■ Data supplied:
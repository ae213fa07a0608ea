// SPDX-License-Identifier: MPL-2.0
// This Source Code Form is subject to the terms of the Mozilla Public
// License, v. 2.0. If a copy of the MPL was not distributed with this
// file, You can obtain one at https://mozilla.org/MPL/2.0/.

//! Language-model side of the pipeline.
//!
//! The [`SYSTEM_PROMPT`] teaches the model the command vocabulary, the
//! [`CompletionClient`] fetches a response (requires the `http` feature), and
//! [`clean_for_speech`] strips the commands back out of it for display or
//! text-to-speech.

#[cfg(feature = "http")]
mod client;
mod prompt;
mod speech;

#[cfg(feature = "http")]
pub use client::{CompletionClient, CompletionConfig};
pub use prompt::{SYSTEM_PROMPT, format_prompt};
pub use speech::clean_for_speech;
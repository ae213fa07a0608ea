// SPDX-License-Identifier: MPL-2.0
// This Source Code Form is subject to the terms of the Mozilla Public
// License, v. 2.0. If a copy of the MPL was not distributed with this
// file, You can obtain one at https://mozilla.org/MPL/2.0/.

//! Outcomes of dispatched actions.

use std::fmt;

use super::DeviceStatus;
use crate::command::Target;

/// Outcome of one dispatched action.
#[derive(Debug, Clone, PartialEq, Eq)]
pub enum ActionResult {
    /// The action succeeded; carries the controller's message.
    Done(String),
    /// A status query succeeded.
    Status(DeviceStatus),
    /// The action failed. Failures never abort the remaining actions.
    Failed {
        /// What the action addressed.
        target: Target,
        /// Error reported by the controller.
        message: String,
    },
}

impl ActionResult {
    /// Returns true if the action failed.
    #[must_use]
    pub const fn is_failure(&self) -> bool {
        matches!(self, Self::Failed { .. })
    }
}

impl fmt::Display for ActionResult {
    fn fmt(&self, f: &mut fmt::Formatter<'_>) -> fmt::Result {
        match self {
            Self::Done(message) => f.write_str(message),
            Self::Status(status) => {
                let json = serde_json::to_string(status).map_err(|_| fmt::Error)?;
                f.write_str(&json)
            }
            Self::Failed {
                target: Target::Status,
                message,
            } => write!(f, "Error getting status: {message}"),
            Self::Failed { target, message } => write!(f, "Error controlling {target}: {message}"),
        }
    }
}

/// Ordered results of one response's actions.
///
/// Renders as the results joined with the configured separator, or as the
/// configured "no actions" message when the response carried no command.
///
/// # Examples
///
/// ```
/// use voxhome_lib::dispatch::{ActionResult, Report};
///
/// let report = Report::new(
///     vec![
///         ActionResult::Done("Turned on wiz".to_string()),
///         ActionResult::Done("Turned off TV".to_string()),
///     ],
///     " | ",
///     "Nothing to do.",
/// );
/// assert_eq!(report.to_string(), "Turned on wiz | Turned off TV");
///
/// let empty = Report::new(Vec::new(), " | ", "Nothing to do.");
/// assert_eq!(empty.summary(), "Nothing to do.");
/// ```
#[derive(Debug, Clone, PartialEq, Eq)]
pub struct Report {
    results: Vec<ActionResult>,
    separator: String,
    empty_message: String,
}

impl Report {
    /// Creates a report from ordered results.
    #[must_use]
    pub fn new(
        results: Vec<ActionResult>,
        separator: impl Into<String>,
        empty_message: impl Into<String>,
    ) -> Self {
        Self {
            results,
            separator: separator.into(),
            empty_message: empty_message.into(),
        }
    }

    /// Returns the results in dispatch order.
    #[must_use]
    pub fn results(&self) -> &[ActionResult] {
        &self.results
    }

    /// Returns true if no action was dispatched.
    #[must_use]
    pub fn is_empty(&self) -> bool {
        self.results.is_empty()
    }

    /// Iterates over the failed results.
    pub fn failures(&self) -> impl Iterator<Item = &ActionResult> {
        self.results.iter().filter(|r| r.is_failure())
    }

    /// Returns the aggregate text shown to the user.
    #[must_use]
    pub fn summary(&self) -> String {
        self.to_string()
    }

    /// Consumes the report and returns its results.
    #[must_use]
    pub fn into_results(self) -> Vec<ActionResult> {
        self.results
    }
}

impl fmt::Display for Report {
    fn fmt(&self, f: &mut fmt::Formatter<'_>) -> fmt::Result {
        if self.results.is_empty() {
            return f.write_str(&self.empty_message);
        }
        for (i, result) in self.results.iter().enumerate() {
            if i > 0 {
                f.write_str(&self.separator)?;
            }
            write!(f, "{result}")?;
        }
        Ok(())
    }
}

#[cfg(test)]
mod tests {
    use super::*;
    use crate::dispatch::DeviceState;

    #[test]
    fn failure_display() {
        let light = ActionResult::Failed {
            target: Target::Light("wiz".to_string()),
            message: "device unreachable: timeout".to_string(),
        };
        assert_eq!(
            light.to_string(),
            "Error controlling wiz: device unreachable: timeout"
        );
        assert!(light.is_failure());

        let tv = ActionResult::Failed {
            target: Target::Tv,
            message: "rejected".to_string(),
        };
        assert_eq!(tv.to_string(), "Error controlling TV: rejected");

        let status = ActionResult::Failed {
            target: Target::Status,
            message: "hub offline".to_string(),
        };
        assert_eq!(status.to_string(), "Error getting status: hub offline");
    }

    #[test]
    fn status_renders_as_json() {
        let result = ActionResult::Status(
            DeviceStatus::default().with_device("light", DeviceState::new("off")),
        );
        assert_eq!(result.to_string(), r#"{"light":{"state":"off"}}"#);
        assert!(!result.is_failure());
    }

    #[test]
    fn report_counts_failures() {
        let report = Report::new(
            vec![
                ActionResult::Done("Turned on wiz".to_string()),
                ActionResult::Failed {
                    target: Target::Tv,
                    message: "rejected".to_string(),
                },
            ],
            " | ",
            "none",
        );
        assert_eq!(report.failures().count(), 1);
        assert_eq!(
            report.summary(),
            "Turned on wiz | Error controlling TV: rejected"
        );
        assert!(!report.is_empty());
        assert_eq!(report.into_results().len(), 2);
    }
}
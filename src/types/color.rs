// SPDX-License-Identifier: MPL-2.0
// This Source Code Form is subject to the terms of the Mozilla Public
// License, v. 2.0. If a copy of the MPL was not distributed with this
// file, You can obtain one at https://mozilla.org/MPL/2.0/.

//! Hue/saturation color, the color model every light action is expressed in.

use std::fmt;

use serde::{Deserialize, Serialize};

use crate::error::ValueError;

use super::RgbColor;

/// Hue/saturation color (Hue 0-360, Saturation 0-100).
///
/// Serializes as a two element array, the `hs_color` shape light hubs use.
///
/// # Examples
///
/// ```
/// use voxhome_lib::types::HsColor;
///
/// let blue = HsColor::new(240, 100).unwrap();
/// assert_eq!(blue, HsColor::blue());
/// assert_eq!(blue.to_string(), "(240, 100)");
///
/// assert!(HsColor::new(361, 0).is_err());
/// ```
#[derive(Debug, Clone, Copy, PartialEq, Eq, Hash, Serialize, Deserialize)]
#[serde(try_from = "(u16, u8)", into = "(u16, u8)")]
pub struct HsColor {
    hue: u16,
    saturation: u8,
}

impl HsColor {
    /// Maximum hue value.
    pub const MAX_HUE: u16 = 360;

    /// Maximum saturation value.
    pub const MAX_SATURATION: u8 = 100;

    /// Creates a new hue/saturation color.
    ///
    /// # Errors
    ///
    /// Returns error if hue exceeds 360 or saturation exceeds 100.
    pub fn new(hue: u16, saturation: u8) -> Result<Self, ValueError> {
        if hue > Self::MAX_HUE {
            return Err(ValueError::InvalidHue(hue));
        }
        if saturation > Self::MAX_SATURATION {
            return Err(ValueError::InvalidSaturation(saturation));
        }
        Ok(Self { hue, saturation })
    }

    /// Creates a color, clamping both components to their valid ranges.
    #[must_use]
    pub const fn clamped(hue: u16, saturation: u8) -> Self {
        Self {
            hue: if hue > Self::MAX_HUE { Self::MAX_HUE } else { hue },
            saturation: if saturation > Self::MAX_SATURATION {
                Self::MAX_SATURATION
            } else {
                saturation
            },
        }
    }

    /// Pure red.
    #[must_use]
    pub const fn red() -> Self {
        Self {
            hue: 0,
            saturation: 100,
        }
    }

    /// Pure green.
    #[must_use]
    pub const fn green() -> Self {
        Self {
            hue: 120,
            saturation: 100,
        }
    }

    /// Pure blue.
    #[must_use]
    pub const fn blue() -> Self {
        Self {
            hue: 240,
            saturation: 100,
        }
    }

    /// White (no saturation).
    #[must_use]
    pub const fn white() -> Self {
        Self {
            hue: 0,
            saturation: 0,
        }
    }

    /// Returns the hue value (0-360).
    #[must_use]
    pub const fn hue(&self) -> u16 {
        self.hue
    }

    /// Returns the saturation value (0-100).
    #[must_use]
    pub const fn saturation(&self) -> u8 {
        self.saturation
    }
}

impl Default for HsColor {
    fn default() -> Self {
        Self::white()
    }
}

impl fmt::Display for HsColor {
    fn fmt(&self, f: &mut fmt::Formatter<'_>) -> fmt::Result {
        write!(f, "({}, {})", self.hue, self.saturation)
    }
}

impl TryFrom<(u16, u8)> for HsColor {
    type Error = ValueError;

    fn try_from((hue, saturation): (u16, u8)) -> Result<Self, Self::Error> {
        Self::new(hue, saturation)
    }
}

impl From<HsColor> for (u16, u8) {
    fn from(color: HsColor) -> Self {
        (color.hue, color.saturation)
    }
}

/// A color as it was written in a command, before or after conversion.
///
/// A value is either given directly as hue/saturation or derived from an
/// 8-bit RGB triple; one light action only ever carries one of the two.
#[derive(Debug, Clone, Copy, PartialEq, Eq, Hash)]
pub enum ColorValue {
    /// Hue/saturation pair taken as-is.
    Hs(HsColor),
    /// RGB triple, converted on demand.
    Rgb(RgbColor),
}

impl ColorValue {
    /// Returns the hue/saturation form of this color.
    #[must_use]
    pub fn to_hs(&self) -> HsColor {
        match self {
            Self::Hs(hs) => *hs,
            Self::Rgb(rgb) => rgb.to_hs(),
        }
    }
}

impl From<HsColor> for ColorValue {
    fn from(value: HsColor) -> Self {
        Self::Hs(value)
    }
}

impl From<RgbColor> for ColorValue {
    fn from(value: RgbColor) -> Self {
        Self::Rgb(value)
    }
}

#[cfg(test)]
mod tests {
    use super::*;

    #[test]
    fn hs_color_valid() {
        let color = HsColor::new(180, 50).unwrap();
        assert_eq!(color.hue(), 180);
        assert_eq!(color.saturation(), 50);
    }

    #[test]
    fn hs_color_invalid_hue() {
        assert!(matches!(
            HsColor::new(361, 50),
            Err(ValueError::InvalidHue(361))
        ));
    }

    #[test]
    fn hs_color_invalid_saturation() {
        assert!(matches!(
            HsColor::new(180, 101),
            Err(ValueError::InvalidSaturation(101))
        ));
    }

    #[test]
    fn hs_color_clamped() {
        assert_eq!(HsColor::clamped(400, 150), HsColor::new(360, 100).unwrap());
        assert_eq!(HsColor::clamped(30, 20), HsColor::new(30, 20).unwrap());
    }

    #[test]
    fn hs_color_presets() {
        assert_eq!(HsColor::red().hue(), 0);
        assert_eq!(HsColor::green().hue(), 120);
        assert_eq!(HsColor::blue().hue(), 240);
        assert_eq!(HsColor::white().saturation(), 0);
        assert_eq!(HsColor::default(), HsColor::white());
    }

    #[test]
    fn hs_color_serializes_as_pair() {
        let json = serde_json::to_string(&HsColor::blue()).unwrap();
        assert_eq!(json, "[240,100]");
        let back: HsColor = serde_json::from_str("[30,100]").unwrap();
        assert_eq!(back, HsColor::new(30, 100).unwrap());
        assert!(serde_json::from_str::<HsColor>("[30,101]").is_err());
    }

    #[test]
    fn color_value_converts_rgb() {
        let value = ColorValue::from(RgbColor::new(0, 0, 255));
        assert_eq!(value.to_hs(), HsColor::blue());
        assert_eq!(ColorValue::from(HsColor::red()).to_hs(), HsColor::red());
    }
}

■ Task: Return every line of the data above in which "unreachable" appears.

■ Response to the task:
            message: "device unreachable: timeout".to_string(),
            "Error controlling wiz: device unreachable: timeout"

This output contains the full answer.